**Problem statement:** From the data below, restate every line word for word.
+---+
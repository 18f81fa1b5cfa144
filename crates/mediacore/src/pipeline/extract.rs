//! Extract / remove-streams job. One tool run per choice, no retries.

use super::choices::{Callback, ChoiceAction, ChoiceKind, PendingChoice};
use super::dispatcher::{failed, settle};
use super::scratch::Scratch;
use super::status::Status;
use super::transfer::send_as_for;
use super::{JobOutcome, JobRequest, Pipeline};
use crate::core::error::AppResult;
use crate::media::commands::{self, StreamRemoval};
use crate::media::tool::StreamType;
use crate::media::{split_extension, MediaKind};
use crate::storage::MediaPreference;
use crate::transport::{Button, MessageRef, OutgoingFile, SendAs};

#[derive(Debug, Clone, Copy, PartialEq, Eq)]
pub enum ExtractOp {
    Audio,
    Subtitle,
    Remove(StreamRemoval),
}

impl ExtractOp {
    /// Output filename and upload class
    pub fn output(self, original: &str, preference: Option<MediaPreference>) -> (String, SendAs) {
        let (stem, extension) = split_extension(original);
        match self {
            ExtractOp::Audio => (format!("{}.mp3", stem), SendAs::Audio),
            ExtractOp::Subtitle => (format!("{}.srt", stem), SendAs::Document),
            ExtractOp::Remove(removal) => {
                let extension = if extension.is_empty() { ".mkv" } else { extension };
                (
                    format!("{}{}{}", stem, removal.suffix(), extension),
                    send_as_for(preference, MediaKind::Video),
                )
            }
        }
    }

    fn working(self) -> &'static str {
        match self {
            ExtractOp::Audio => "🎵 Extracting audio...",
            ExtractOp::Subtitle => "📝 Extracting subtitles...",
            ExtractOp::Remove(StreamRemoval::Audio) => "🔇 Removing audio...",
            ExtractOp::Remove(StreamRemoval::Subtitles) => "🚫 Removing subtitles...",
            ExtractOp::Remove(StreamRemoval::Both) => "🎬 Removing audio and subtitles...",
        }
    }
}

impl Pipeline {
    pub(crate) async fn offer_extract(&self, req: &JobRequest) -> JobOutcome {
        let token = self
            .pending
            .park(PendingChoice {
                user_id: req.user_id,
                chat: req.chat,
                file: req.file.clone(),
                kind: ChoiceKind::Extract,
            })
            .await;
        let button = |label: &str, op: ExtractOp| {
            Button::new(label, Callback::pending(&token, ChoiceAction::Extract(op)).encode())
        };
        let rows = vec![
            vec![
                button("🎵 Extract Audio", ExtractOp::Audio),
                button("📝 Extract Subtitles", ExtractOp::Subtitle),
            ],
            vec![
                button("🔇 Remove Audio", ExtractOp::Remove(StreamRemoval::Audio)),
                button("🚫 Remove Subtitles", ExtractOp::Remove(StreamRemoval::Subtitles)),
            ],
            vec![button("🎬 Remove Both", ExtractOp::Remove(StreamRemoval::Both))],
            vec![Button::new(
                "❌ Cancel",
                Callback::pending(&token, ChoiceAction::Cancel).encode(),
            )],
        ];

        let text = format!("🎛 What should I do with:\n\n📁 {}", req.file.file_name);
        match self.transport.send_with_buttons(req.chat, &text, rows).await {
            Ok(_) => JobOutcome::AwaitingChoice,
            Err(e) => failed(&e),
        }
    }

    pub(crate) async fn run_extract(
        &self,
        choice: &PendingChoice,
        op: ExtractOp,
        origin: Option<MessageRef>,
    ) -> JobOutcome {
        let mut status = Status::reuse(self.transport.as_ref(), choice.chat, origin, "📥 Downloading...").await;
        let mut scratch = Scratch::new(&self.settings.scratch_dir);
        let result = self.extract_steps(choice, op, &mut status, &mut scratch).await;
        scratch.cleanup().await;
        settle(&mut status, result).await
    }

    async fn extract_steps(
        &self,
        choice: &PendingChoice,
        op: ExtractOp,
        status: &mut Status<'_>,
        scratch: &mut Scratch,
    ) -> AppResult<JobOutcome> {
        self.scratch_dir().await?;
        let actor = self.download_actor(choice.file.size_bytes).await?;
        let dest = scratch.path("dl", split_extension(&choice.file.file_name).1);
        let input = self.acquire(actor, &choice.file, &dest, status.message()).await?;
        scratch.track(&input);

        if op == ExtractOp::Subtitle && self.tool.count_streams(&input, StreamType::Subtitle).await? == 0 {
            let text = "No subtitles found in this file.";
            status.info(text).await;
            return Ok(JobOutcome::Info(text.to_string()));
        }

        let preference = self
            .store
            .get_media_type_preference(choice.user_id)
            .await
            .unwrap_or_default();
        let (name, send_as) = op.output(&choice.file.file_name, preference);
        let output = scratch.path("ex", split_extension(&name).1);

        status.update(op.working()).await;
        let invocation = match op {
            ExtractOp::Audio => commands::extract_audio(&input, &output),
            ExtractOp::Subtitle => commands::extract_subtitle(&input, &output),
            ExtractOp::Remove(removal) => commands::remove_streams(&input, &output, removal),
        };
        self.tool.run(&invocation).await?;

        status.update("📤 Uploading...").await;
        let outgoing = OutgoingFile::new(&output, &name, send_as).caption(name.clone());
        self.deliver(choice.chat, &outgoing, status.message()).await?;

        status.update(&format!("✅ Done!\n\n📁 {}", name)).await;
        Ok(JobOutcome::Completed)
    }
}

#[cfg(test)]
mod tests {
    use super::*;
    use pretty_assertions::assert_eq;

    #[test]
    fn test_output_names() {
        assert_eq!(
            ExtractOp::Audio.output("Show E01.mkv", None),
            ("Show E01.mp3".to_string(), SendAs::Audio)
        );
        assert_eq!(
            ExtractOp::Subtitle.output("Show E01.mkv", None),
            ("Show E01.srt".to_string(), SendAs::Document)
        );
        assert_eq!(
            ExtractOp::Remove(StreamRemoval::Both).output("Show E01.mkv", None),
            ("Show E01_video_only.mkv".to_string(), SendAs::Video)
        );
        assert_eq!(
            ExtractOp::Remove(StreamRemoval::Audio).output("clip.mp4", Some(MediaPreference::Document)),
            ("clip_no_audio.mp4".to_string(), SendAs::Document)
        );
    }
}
+---+
**Result below:**
repository 18f81fa1b5cfa144
filename crates/mediacore/src/pipeline/extract.rs
//! Extract / remove-streams job. One tool run per choice, no retries.

use super::choices::{Callback, ChoiceAction, ChoiceKind, PendingChoice};
use super::dispatcher::{failed, settle};
use super::scratch::Scratch;
use super::status::Status;
use super::transfer::send_as_for;
use super::{JobOutcome, JobRequest, Pipeline};
use crate::core::error::AppResult;
use crate::media::commands::{self, StreamRemoval};
use crate::media::tool::StreamType;
use crate::media::{split_extension, MediaKind};
use crate::storage::MediaPreference;
use crate::transport::{Button, MessageRef, OutgoingFile, SendAs};

#[derive(Debug, Clone, Copy, PartialEq, Eq)]
pub enum ExtractOp {
    Audio,
    Subtitle,
    Remove(StreamRemoval),
}

impl ExtractOp {
    /// Output filename and upload class
    pub fn output(self, original: &str, preference: Option<MediaPreference>) -> (String, SendAs) {
        let (stem, extension) = split_extension(original);
        match self {
            ExtractOp::Audio => (format!("{}.mp3", stem), SendAs::Audio),
            ExtractOp::Subtitle => (format!("{}.srt", stem), SendAs::Document),
            ExtractOp::Remove(removal) => {
                let extension = if extension.is_empty() { ".mkv" } else { extension };
                (
                    format!("{}{}{}", stem, removal.suffix(), extension),
                    send_as_for(preference, MediaKind::Video),
                )
            }
        }
    }

    fn working(self) -> &'static str {
        match self {
            ExtractOp::Audio => "🎵 Extracting audio...",
            ExtractOp::Subtitle => "📝 Extracting subtitles...",
            ExtractOp::Remove(StreamRemoval::Audio) => "🔇 Removing audio...",
            ExtractOp::Remove(StreamRemoval::Subtitles) => "🚫 Removing subtitles...",
            ExtractOp::Remove(StreamRemoval::Both) => "🎬 Removing audio and subtitles...",
        }
    }
}

impl Pipeline {
    pub(crate) async fn offer_extract(&self, req: &JobRequest) -> JobOutcome {
        let token = self
            .pending
            .park(PendingChoice {
                user_id: req.user_id,
                chat: req.chat,
                file: req.file.clone(),
                kind: ChoiceKind::Extract,
            })
            .await;
        let button = |label: &str, op: ExtractOp| {
            Button::new(label, Callback::pending(&token, ChoiceAction::Extract(op)).encode())
        };
        let rows = vec![
            vec![
                button("🎵 Extract Audio", ExtractOp::Audio),
                button("📝 Extract Subtitles", ExtractOp::Subtitle),
            ],
            vec![
                button("🔇 Remove Audio", ExtractOp::Remove(StreamRemoval::Audio)),
                button("🚫 Remove Subtitles", ExtractOp::Remove(StreamRemoval::Subtitles)),
            ],
            vec![button("🎬 Remove Both", ExtractOp::Remove(StreamRemoval::Both))],
            vec![Button::new(
                "❌ Cancel",
                Callback::pending(&token, ChoiceAction::Cancel).encode(),
            )],
        ];

        let text = format!("🎛 What should I do with:\n\n📁 {}", req.file.file_name);
        match self.transport.send_with_buttons(req.chat, &text, rows).await {
            Ok(_) => JobOutcome::AwaitingChoice,
            Err(e) => failed(&e),
        }
    }

    pub(crate) async fn run_extract(
        &self,
        choice: &PendingChoice,
        op: ExtractOp,
        origin: Option<MessageRef>,
    ) -> JobOutcome {
        let mut status = Status::reuse(self.transport.as_ref(), choice.chat, origin, "📥 Downloading...").await;
        let mut scratch = Scratch::new(&self.settings.scratch_dir);
        let result = self.extract_steps(choice, op, &mut status, &mut scratch).await;
        scratch.cleanup().await;
        settle(&mut status, result).await
    }

    async fn extract_steps(
        &self,
        choice: &PendingChoice,
        op: ExtractOp,
        status: &mut Status<'_>,
        scratch: &mut Scratch,
    ) -> AppResult<JobOutcome> {
        self.scratch_dir().await?;
        let actor = self.download_actor(choice.file.size_bytes).await?;
        let dest = scratch.path("dl", split_extension(&choice.file.file_name).1);
        let input = self.acquire(actor, &choice.file, &dest, status.message()).await?;
        scratch.track(&input);

        if op == ExtractOp::Subtitle && self.tool.count_streams(&input, StreamType::Subtitle).await? == 0 {
            let text = "No subtitles found in this file.";
            status.info(text).await;
            return Ok(JobOutcome::Info(text.to_string()));
        }

        let preference = self
            .store
            .get_media_type_preference(choice.user_id)
            .await
            .unwrap_or_default();
        let (name, send_as) = op.output(&choice.file.file_name, preference);
        let output = scratch.path("ex", split_extension(&name).1);

        status.update(op.working()).await;
        let invocation = match op {
            ExtractOp::Audio => commands::extract_audio(&input, &output),
            ExtractOp::Subtitle => commands::extract_subtitle(&input, &output),
            ExtractOp::Remove(removal) => commands::remove_streams(&input, &output, removal),
        };
        self.tool.run(&invocation).await?;

        status.update("📤 Uploading...").await;
        let outgoing = OutgoingFile::new(&output, &name, send_as).caption(name.clone());
        self.deliver(choice.chat, &outgoing, status.message()).await?;

        status.update(&format!("✅ Done!\n\n📁 {}", name)).await;
        Ok(JobOutcome::Completed)
    }
}

#[cfg(test)]
mod tests {
    use super::*;
    use pretty_assertions::assert_eq;

    #[test]
    fn test_output_names() {
        assert_eq!(
            ExtractOp::Audio.output("Show E01.mkv", None),
            ("Show E01.mp3".to_string(), SendAs::Audio)
        );
        assert_eq!(
            ExtractOp::Subtitle.output("Show E01.mkv", None),
            ("Show E01.srt".to_string(), SendAs::Document)
        );
        assert_eq!(
            ExtractOp::Remove(StreamRemoval::Both).output("Show E01.mkv", None),
            ("Show E01_video_only.mkv".to_string(), SendAs::Video)
        );
        assert_eq!(
            ExtractOp::Remove(StreamRemoval::Audio).output("clip.mp4", Some(MediaPreference::Document)),
            ("clip_no_audio.mp4".to_string(), SendAs::Document)
        );
    }
}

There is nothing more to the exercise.